(EXTRACTED MATERIAL Opens)

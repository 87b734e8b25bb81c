//! Error types for the voice log bot.
//!
//! `AppError` is the top-level error type that wraps domain-specific errors. Startup
//! errors propagate out of `main`; errors raised while handling a gateway event are
//! logged by the event handler and never terminate the bot.

pub mod config;

use thiserror::Error;

use crate::error::config::ConfigError;

/// Top-level application error type.
#[derive(Error, Debug)]
pub enum AppError {
    /// Configuration error during startup or environment variable loading.
    #[error(transparent)]
    ConfigErr(#[from] ConfigError),

    /// Discord API error from Serenity.
    ///
    /// Boxed due to large size.
    #[error(transparent)]
    DiscordErr(#[from] Box<serenity::Error>),
}

/// Manual conversion from serenity::Error to AppError.
///
/// Boxes the error to reduce the size of the AppError enum, as serenity::Error
/// is very large and would make all AppError variants larger if not boxed.
impl From<serenity::Error> for AppError {
    fn from(err: serenity::Error) -> Self {
        AppError::DiscordErr(Box::new(err))
    }
}
//! Top-k accumulator/heap ranking engine for disjunctive query evaluation.
//!
//! Given postings that arrive in arbitrary order, [`RankingEngine`] keeps
//! a running score per document (the accumulator table, `accumulator`)
//! and a bounded set of the strongest candidates seen so far (the
//! min-heap, `heap`), then produces the final top-k ranking with a single
//! quickselect-based partial sort (`sort`) rather than a full sort over
//! every document ever touched. An instance is reused across many
//! queries via `rewind`, which clears its state in time proportional to
//! the accumulator table's strip count rather than the number of
//! documents in the index.
//!
//! This crate covers only the ranking core: decoding postings lists,
//! parsing queries, and loading an index are the caller's responsibility
//! (see [`keys::PrimaryKeys`] for the one collaborator this crate does
//! require).
#![warn(missing_docs)]
#![warn(clippy::all)]

pub mod accumulator;
pub mod arena;
pub mod config;
pub mod engine;
pub mod error;
mod heap;
pub mod keys;
mod sort;

pub use accumulator::Score;
pub use config::RankerConfig;
pub use engine::{RankedResults, RankingEngine};
pub use error::{RankerError, RankerResult};
pub use keys::PrimaryKeys;
//! Fixed-capacity bump allocator
//!
//! A single-shot arena over a caller-sized buffer: `malloc` advances an
//! atomic cursor and returns the start offset of the allocation, or
//! `None` once the buffer is exhausted. `rewind` resets the cursor to
//! zero in O(1); no destructors run and offsets handed out before the
//! rewind become meaningless (the caller must not dereference stale
//! offsets after a rewind).
//!
//! The cursor is a single atomic updated via compare-and-swap, so
//! concurrent callers see a consistent high-water mark without a lock.
//! This crate's [`crate::engine::RankingEngine`] uses the arena only at
//! construction time, to size-check the accumulator table and pointer
//! array against a capacity budget before allocating their backing
//! storage; it never calls `malloc` from the hot path (see `DESIGN.md`).

use std::sync::atomic::{AtomicUsize, Ordering};

/// A bump allocator over a fixed-size byte budget.
///
/// `Arena` hands out non-overlapping offset ranges `[start, start+bytes)`
/// within `[0, capacity)`. It does not own or address real memory itself
/// — callers combine the returned offset with their own storage. This
/// keeps the allocator usable both as a pure capacity ledger (as
/// `RankingEngine` uses it) and as the basis for a real bump allocator
/// over an externally owned buffer.
#[derive(Debug)]
pub struct Arena {
    capacity: usize,
    cursor: AtomicUsize,
}

impl Arena {
    /// Create a new arena with the given byte capacity.
    pub fn new(capacity: usize) -> Self {
        Arena {
            capacity,
            cursor: AtomicUsize::new(0),
        }
    }

    /// Allocate `bytes` with the given alignment, returning the start
    /// offset of the allocation, or `None` if the arena does not have
    /// enough remaining capacity (including any padding needed to reach
    /// the requested alignment).
    ///
    /// `alignment` must be a power of two; `0` and `1` are both treated
    /// as "no alignment requirement".
    pub fn malloc(&self, bytes: usize, alignment: usize) -> Option<usize> {
        let align = alignment.max(1);
        debug_assert!(align.is_power_of_two(), "alignment must be a power of two");

        loop {
            let used = self.cursor.load(Ordering::Acquire);
            let padding = (align - (used % align)) % align;
            let start = used.checked_add(padding)?;
            let end = start.checked_add(bytes)?;
            if end > self.capacity {
                return None;
            }
            match self
                .cursor
                .compare_exchange_weak(used, end, Ordering::AcqRel, Ordering::Acquire)
            {
                Ok(_) => return Some(start),
                Err(_) => continue,
            }
        }
    }

    /// Reset the cursor to zero. Offsets returned by earlier `malloc`
    /// calls must not be used after this call.
    pub fn rewind(&self) {
        self.cursor.store(0, Ordering::Release);
    }

    /// Bytes currently in use (the high-water mark since construction or
    /// the last `rewind`).
    pub fn size(&self) -> usize {
        self.cursor.load(Ordering::Acquire)
    }

    /// Total byte capacity of the arena.
    pub fn capacity(&self) -> usize {
        self.capacity
    }

    /// Bytes still available for allocation (ignoring alignment padding).
    pub fn remaining(&self) -> usize {
        self.capacity.saturating_sub(self.size())
    }
}
//! The primary-key table collaborator
//!
//! The core treats the mapping from internal doc_id to external string
//! key as a read-only collaborator it does not own (see `spec.md` §1 and
//! §5: "Shared immutable state: the `primary_keys` table is shared
//! read-only across all engines for the lifetime of the index"). This
//! module defines the minimal trait the engine needs and one concrete
//! implementation sufficient for this crate's own tests; production
//! callers supply their own (e.g. backed by a segment's term/doc
//! dictionary, as in `in-mem-engine`'s `DocIdMap`).

/// A read-only, positional mapping from internal document id to its
/// external string key.
pub trait PrimaryKeys {
    /// The external key for `doc_id`. Implementations may panic if
    /// `doc_id` is out of range, consistent with this crate's general
    /// policy of not bounds-checking doc ids on the hot path.
    fn key(&self, doc_id: u32) -> &str;
}

impl PrimaryKeys for Vec<String> {
    fn key(&self, doc_id: u32) -> &str {
        &self[doc_id as usize]
    }
}

impl PrimaryKeys for [String] {
    fn key(&self, doc_id: u32) -> &str {
        &self[doc_id as usize]
    }
}

#[cfg(test)]
mod tests {
    use super::*;

    #[test]
    fn test_vec_string_primary_keys() {
        let keys: Vec<String> = vec!["d0".into(), "d1".into(), "d2".into()];
        assert_eq!(keys.key(1), "d1");
    }

    #[test]
    fn test_slice_primary_keys() {
        let keys: Vec<String> = vec!["a".into(), "b".into()];
        let slice: &[String] = &keys;
        assert_eq!(slice.key(0), "a");
    }
}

(EXTRACTED MATERIAL Closes)

__EXERCISE PROMPT__:
In the entries, some lines may contain the word "that". Give how many do, as a number by itself.

__EXERCISE SOLUTION__:
2